DATA EXTRACT »

// Frame reassembler
//
// Takes raw upstream bytes, which can split anywhere (mid-line, mid-event,
// even mid-UTF-8-codepoint) and reconstitutes complete protocol lines.
// The buffer is bytes, not text: splitting happens on `\n`, which cannot
// occur inside a multi-byte UTF-8 sequence, so partial codepoints simply
// stay buffered until the rest of their line arrives and each complete
// line decodes cleanly.
//
// Invariants:
// - The buffer always holds exactly the byte suffix with no unconsumed `\n`.
// - No line is emitted before it is fully received.
// - No byte is dropped, duplicated, or reordered.

use super::types::{UpstreamFrame, DONE_TOKEN};

/// Per-invocation line reassembly buffer. One per relay call, never shared.
#[derive(Debug, Default)]
pub struct LineReassembler {
    buf: Vec<u8>,
}

impl LineReassembler {
    pub fn new() -> Self {
        Self::default()
    }

    /// Append newly received bytes and drain every complete line as a
    /// classified frame. The trailing fragment (no terminator yet) remains
    /// buffered as the seed for the next call.
    pub fn feed(&mut self, bytes: &[u8]) -> Vec<UpstreamFrame> {
        self.buf.extend_from_slice(bytes);

        let mut frames = Vec::new();
        while let Some(pos) = self.buf.iter().position(|&b| b == b'\n') {
            let mut line: Vec<u8> = self.buf.drain(..=pos).collect();
            line.pop(); // the '\n'
            if line.last() == Some(&b'\r') {
                line.pop();
            }
            frames.push(classify_line(&line));
        }
        frames
    }

    /// Flush a trailing unterminated fragment at end of stream.
    pub fn finish(&mut self) -> Option<UpstreamFrame> {
        if self.buf.is_empty() {
            return None;
        }
        let mut line = std::mem::take(&mut self.buf);
        if line.last() == Some(&b'\r') {
            line.pop();
        }
        Some(classify_line(&line))
    }
}

/// Classify one complete line: strip the optional `data:` field prefix,
/// then map blank → Noise, the termination token → Done, anything else →
/// a data frame carrying the payload.
fn classify_line(raw: &[u8]) -> UpstreamFrame {
    let text = String::from_utf8_lossy(raw);
    let trimmed = text.trim();

    let payload = trimmed
        .strip_prefix("data:")
        .map(str::trim_start)
        .unwrap_or(trimmed);

    if payload.is_empty() {
        UpstreamFrame::Noise
    } else if payload == DONE_TOKEN {
        UpstreamFrame::Done
    } else {
        UpstreamFrame::Data(payload.to_string())
    }
}

// ---------------------------------------------------------------------------
// Tests
// ---------------------------------------------------------------------------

TASK REQUIREMENTS »
Wherever the string "frames" appears in the entries, copy that line.

ANSWER BOX »
        let mut frames = Vec::new();
            frames.push(classify_line(&line));
        frames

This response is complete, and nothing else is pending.